COAs are worthless, unless they are from a company/individual you can actually contact.
Their own COA says it's only valid for 30 days, and they were issued back 2009 it looks like (at least one of them), so again, it's worthless. If the person on the COA isn't willing to stand behind the item FOREVER, the COA is worthless... (And that probably means he doesn't really know himself, one of those 'a friend said it was authentic' type things.)
There is a name, address and phone number for the person that issue the COA, did you try calling them?
The Ebay ID has been NARU'd over a year ago, although I don't see any negative feedback in the first few pages... Looks like he specialized in celebrity 8x10s and random smaller props (Ocean's 11 poker chips, stuff like that)

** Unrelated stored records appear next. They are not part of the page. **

//! Core types shared across the shepherd crates.

use serde::{Deserialize, Serialize};
use std::fmt;

/// Operating-system process identifier of a spawned worker.
pub type Pid = u32;

/// Which output stream of a worker a line came from.
#[derive(Debug, Clone, Copy, Serialize, Deserialize, PartialEq, Eq)]
#[serde(rename_all = "lowercase")]
pub enum StreamKind {
    Stdout,
    Stderr,
}

impl fmt::Display for StreamKind {
    fn fmt(&self, f: &mut fmt::Formatter<'_>) -> fmt::Result {
        match self {
            StreamKind::Stdout => write!(f, "stdout"),
            StreamKind::Stderr => write!(f, "stderr"),
        }
    }
}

But the question you should be asking is if the _props_ are real, not the COAs... I can print a COA that looks just like that, and I can pair it up with a piece of junk I made myself, or a real screen-used prop... Doesn't mean a thing. And if you buy the spiders, reframe them without the COA, that just looks stupid (IMO of course
).
Additional Googling shows the owner of Hollywood Rock-n Country (Scott Velvet) is the owner of a Pawn shop in Missouri and is also the owner of the Celebrity Car Museum in Branson, MO:
http://celebritycarmuseum.com/
His current eBay ID is the_velvet_collection, so you can see the kind of stuff he currently sells.
You might be able to contact him to see if he's willing to provide information on where he got the items you are asking about. item history goes a long way to proving something is authentic.